However, there is another method52 that determines the relative contribution by dividing the total water vapour release over the target region by the moisture gains over the source regions. To avoid impacts induced by the differences between methods on the results, we also calculated the relative contribution using this method. It suggested that both methods come to the same conclusion that Asia, the Indian Ocean, North Africa and the North Atlantic are the four main water vapour source regions for the TP (Supplementary Fig. 12 and Fig. 1c). However, given that the moisture gains over the source regions are far larger than the total water vapour release in the target region, we applied the first method in this study.

Standardized trend item of the index

To avoid the impact of periodicity on correlations between variables, a time series of the variable during January 2003 to June 2017 was first smoothed using a moving average as implemented in the R function decompose. The derived trend series of the variable covers the period July 2003 to December 2016. Then, to ensure that different indices can be compared, the trend series of every variable was standardized over the period 2003–2016 by equation (8).

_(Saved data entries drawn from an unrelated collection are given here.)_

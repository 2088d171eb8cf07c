//! Programas user-mode embutidos (ring3) para validação.
//!
//! A ideia é demonstrar:

#![allow(dead_code)]
//! - Entrada em ring3 via `iretq`
//! - Syscall via instrução `syscall`
//! - Preempção via timer IRQ alternando entre dois processos
//!
//! Em um sistema "de verdade", estes binários virão de um loader ELF e/ou
//! initramfs. Aqui nós mantemos um blob mínimo para garantir um bring-up sólido.

use core::arch::global_asm;
use core::slice;

global_asm!(r#"
.section .rodata
.global stenzel_userprog_a_start
.global stenzel_userprog_a_end
.global stenzel_userprog_b_start
.global stenzel_userprog_b_end

// User program A
stenzel_userprog_a_start:
    // write(1, msg, len)
    mov $1, %rax
    mov $1, %rdi
    lea msg_a(%rip), %rsi
    mov $(msg_a_end - msg_a), %rdx
    syscall
    // delay loop
    mov $5000000, %rcx
1:
    loop 1b
    jmp stenzel_userprog_a_start

msg_a:
    .ascii "[user-a] ola do ring3 via syscall!\n"
msg_a_end:

stenzel_userprog_a_end:

// User program B
stenzel_userprog_b_start:
    mov $1, %rax
    mov $1, %rdi
    lea msg_b(%rip), %rsi
    mov $(msg_b_end - msg_b), %rdx
    syscall
    mov $5000000, %rcx
2:
    loop 2b
    jmp stenzel_userprog_b_start

msg_b:
    .ascii "[user-b] alternando por timer IRQ (preempt)!\n"
msg_b_end:

stenzel_userprog_b_end:
"#, options(att_syntax));

extern "C" {
    static stenzel_userprog_a_start: u8;
    static stenzel_userprog_a_end: u8;
    static stenzel_userprog_b_start: u8;
    static stenzel_userprog_b_end: u8;
}

pub fn prog_a_bytes() -> &'static [u8] {
    unsafe {
        let start = &stenzel_userprog_a_start as *const u8;
        let end = &stenzel_userprog_a_end as *const u8;
        slice::from_raw_parts(start, end as usize - start as usize)
    }
}

pub fn prog_b_bytes() -> &'static [u8] {
    unsafe {
        let start = &stenzel_userprog_b_start as *const u8;
        let end = &stenzel_userprog_b_end as *const u8;
        slice::from_raw_parts(start, end as usize - start as usize)
    }
}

$$X=\left\{\begin{array}{ll}\frac{{x}_{i}-{\rm{mean}}(x)}{{\rm{sd}}(x)},\quad & x\ne {\rm{TWS}}\\ \frac{{x}_{i}}{{\rm{sd}}(x)},\quad & x={\rm{TWS}}\end{array}\right.$$

(8)

in which x denotes the trend series of the variable, X denotes the standardized version of index x, mean(x) and sd(x) are the arithmetic average and standard deviation, respectively, of x over the period 2003–2016 and i refers to the ith month during 2003–2016. Here the variables include PME, TWS, T or Snowcover, in which Snowcover and T denote the snow-covered area of the southern TP mountains and the air temperature, respectively. The relative variation for a standardized index was calculated by dividing the index variation by the maximum amplitude of all standardized indices (see equation (9)). Furthermore, we also provide mass/area change accordingly for every standardized index.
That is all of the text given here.